GOT1 promotes endometrial cancer progression by regulating ferroptosis through the STAT3-GPX4 axis and attenuating medroxyprogesterone acetate sensitivity
摘要
Ferroptosis plays a critical role in tumor development and treatment response, but its regulatory mechanisms in endometrial cancer (EC) are not well understood. This study aimed to identify ferroptosis-related genes in EC and explore their roles and mechanisms. Differentially expressed genes from EC datasets were intersected with ferroptosis-related gene sets to identify key candidates.

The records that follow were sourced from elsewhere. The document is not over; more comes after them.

//! Diagnostics for the compiler passes.
//!
//! Every pass failure is a `Diagnostic`: a stable numeric code, a category,
//! the source span of the offending node, and a human-readable message.
//! Passes surface diagnostics to the driver instead of recovering; the
//! driver decides whether to continue with the next function.

use crate::span::Span;

#[derive(Copy, Clone, Debug, PartialEq, Eq)]
pub enum DiagnosticCategory {
    Warning,
    Error,
}

/// Stable error codes, grouped by error kind.
pub mod codes {
    // Name resolution
    pub const UNDEFINED_NAME: u32 = 1001;
    pub const DUPLICATE_DEFINITION: u32 = 1002;
    pub const REASSIGNMENT: u32 = 1003;
    pub const UNKNOWN_TYPE: u32 = 1004;
    pub const UNKNOWN_ATTRIBUTE: u32 = 1005;

    // Type mismatch
    pub const TYPE_MISMATCH: u32 = 2001;
    pub const NOT_CALLABLE: u32 = 2002;
    pub const BAD_COMPARISON: u32 = 2003;
    pub const BAD_RETURN: u32 = 2004;
    pub const TRAIT_UNMET: u32 = 2005;
    pub const BAD_CAST: u32 = 2006;

    // Ownership
    pub const USE_AFTER_MOVE: u32 = 3001;

    // Signature
    pub const BAD_ARGUMENTS: u32 = 4001;
    pub const BAD_MAIN: u32 = 4002;
    pub const BAD_SELF: u32 = 4003;
    pub const MISSING_ARG_TYPE: u32 = 4004;
    pub const NO_OVERLOAD: u32 = 4005;

    // Internal
    pub const UNRESOLVED_NUMERIC: u32 = 5001;
    pub const CODEGEN_INVARIANT: u32 = 5002;
}

/// A single compiler diagnostic.
#[derive(Debug, Clone, PartialEq, Eq)]
pub struct Diagnostic {
    pub category: DiagnosticCategory,
    pub code: u32,
    pub span: Span,
    pub message: String,
}

impl Diagnostic {
    pub fn error(span: Span, code: u32, message: impl Into<String>) -> Self {
        Diagnostic {
            category: DiagnosticCategory::Error,
            code,
            span,
            message: message.into(),
        }
    }
}

impl std::fmt::Display for Diagnostic {
    fn fmt(&self, f: &mut std::fmt::Formatter<'_>) -> std::fmt::Result {
        let kind = match self.category {
            DiagnosticCategory::Warning => "warning",
            DiagnosticCategory::Error => "error",
        };
        write!(f, "{}[E{:04}]: {}", kind, self.code, self.message)
    }
}

impl std::error::Error for Diagnostic {}
//! Module input: the unit of compilation.
//!
//! A module carries external references (name -> qualified target), type
//! declarations, top-level constants, and function bodies. The front end
//! builds it; the middle-end passes annotate it in place.

use indexmap::IndexMap;
use serde::{Deserialize, Serialize};

use crate::expr::{Expr, TypeExpr};
use crate::flow::FlowGraph;
use runac_common::{Span, TypeId};

/// A function argument: name plus declared type.
///
/// `ty_expr` is what the source wrote (absent for a method's bare `self`);
/// `ty` is the registry resolution filled in by module typing.
#[derive(Clone, Debug, Serialize, Deserialize)]
pub struct Arg {
    pub name: String,
    pub span: Span,
    #[serde(default)]
    pub ty_expr: Option<TypeExpr>,
    #[serde(default)]
    pub ty: Option<TypeId>,
}

/// A function or method body.
#[derive(Clone, Debug, Serialize, Deserialize)]
pub struct Function {
    pub name: String,
    pub span: Span,
    pub args: Vec<Arg>,
    #[serde(default)]
    pub rtype_expr: Option<TypeExpr>,
    /// Resolved return type; `void` when the source declared none.
    #[serde(default)]
    pub rtype: Option<TypeId>,
    pub flow: FlowGraph,
    /// External symbol this function is emitted as. Module typing sets it
    /// (`name` for free functions, `Type.name` for methods).
    #[serde(default)]
    pub irname: String,
}

impl Function {
    pub fn rtype(&self) -> TypeId {
        self.rtype.expect("function not typed")
    }
}

/// Identifies a compiled body: a free function or a method of a named type.
#[derive(Clone, Debug, PartialEq, Eq, Hash, Serialize, Deserialize)]
pub enum FunctionKey {
    Free(String),
    Method(String, String),
}

impl FunctionKey {
    pub fn type_name(&self) -> Option<&str> {
        match self {
            FunctionKey::Free(_) => None,
            FunctionKey::Method(t, _) => Some(t),
        }
    }
}

/// A struct attribute declaration.
#[derive(Clone, Debug, Serialize, Deserialize)]
pub struct AttribDecl {
    pub name: String,
    pub span: Span,
    pub ty_expr: TypeExpr,
}

/// A method signature as declared on a class or trait. Class methods also
/// have bodies in `Module::code`; trait methods are signatures only.
#[derive(Clone, Debug, Serialize, Deserialize)]
pub struct MethodSig {
    pub name: String,
    pub span: Span,
    pub args: Vec<Arg>,
    #[serde(default)]
    pub rtype_expr: Option<TypeExpr>,
}

#[derive(Clone, Debug, Serialize, Deserialize)]
pub struct ClassDecl {
    pub name: String,
    pub span: Span,
    pub attribs: Vec<AttribDecl>,
    pub methods: Vec<MethodSig>,
}

#[derive(Clone, Debug, Serialize, Deserialize)]
pub struct TraitDecl {
    pub name: String,
    pub span: Span,
    pub methods: Vec<MethodSig>,
}

#[derive(Clone, Debug, Serialize, Deserialize)]
pub enum TypeDecl {
    Class(ClassDecl),
    Trait(TraitDecl),
}

impl TypeDecl {
    pub fn name(&self) -> &str {
        match self {
            TypeDecl::Class(c) => &c.name,
            TypeDecl::Trait(t) => &t.name,
        }
    }

    pub fn span(&self) -> Span {
        match self {
            TypeDecl::Class(c) => c.span,
            TypeDecl::Trait(t) => t.span,
        }
    }
}

/// A top-level constant. Only literal initializers are accepted.
#[derive(Clone, Debug, Serialize, Deserialize)]
pub struct Constant {
    pub name: String,
    pub span: Span,
    pub value: Expr,
}

/// The unit of compilation.
#[derive(Clone, Debug, Serialize, Deserialize)]
pub struct Module {
    pub name: String,
    /// Source text, carried for line/column diagnostics in the driver.
    #[serde(default)]
    pub source: String,
    /// Externally declared names: local name -> fully qualified target
    /// (e.g. `malloc` -> `__internal__.__malloc__`).
    #[serde(default)]
    pub refs: IndexMap<String, String>,
    /// Struct and trait declarations by name.
    #[serde(default)]
    pub types: IndexMap<String, TypeDecl>,
    #[serde(default)]
    pub constants: IndexMap<String, Constant>,
    /// Function bodies in definition order.
    pub code: Vec<(FunctionKey, Function)>,
}

#[cfg(test)]
#[path = "tests/module.rs"]
mod tests;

The functional role of GOT1 was studied using in vitro assays, while transcriptomic and proteomic profiling were integrated to explore downstream pathways. Immunohistochemistry (IHC) was performed on 35 EC samples and 11 adjacent normal tissues. GOT1’s contribution to medroxyprogesterone acetate (MPA) resistance was evaluated both in vitro and in vivo. GOT1 expression was significantly elevated in EC tissues and correlated with poor prognosis. Silencing GOT1 impaired EC cell proliferation and migration, increasing intracellular Fe²⁺, lipid ROS, and 4-HNE levels. IHC confirmed elevated GOT1, STAT3, GPX4, TFRC, TFAP4, and PAX8 in EC tissues. Transcriptome data showed that GOT1 knockdown reduced GPX4 and altered metabolism pathways. Overexpression of GPX4 reversed the ferroptosis and growth inhibition caused by GOT1 depletion. Proteomic analysis revealed that GOT1 physically interacts with STAT3 and functionally enhances STAT3-dependent transcription, thereby indirectly promoting GPX4 expression. GOT1 overexpression reduced EC cell sensitivity to MPA in vitro and in vivo, whereas GOT1 inhibition partially restored MPA responsiveness. It contributes to EC progression and ferroptosis resistance via the STAT3–GPX4 axis, diminishing MPA efficacy. GOT1 may serve as potential biomarker and therapeutic target to enhance ferroptosis-based strategies in EC.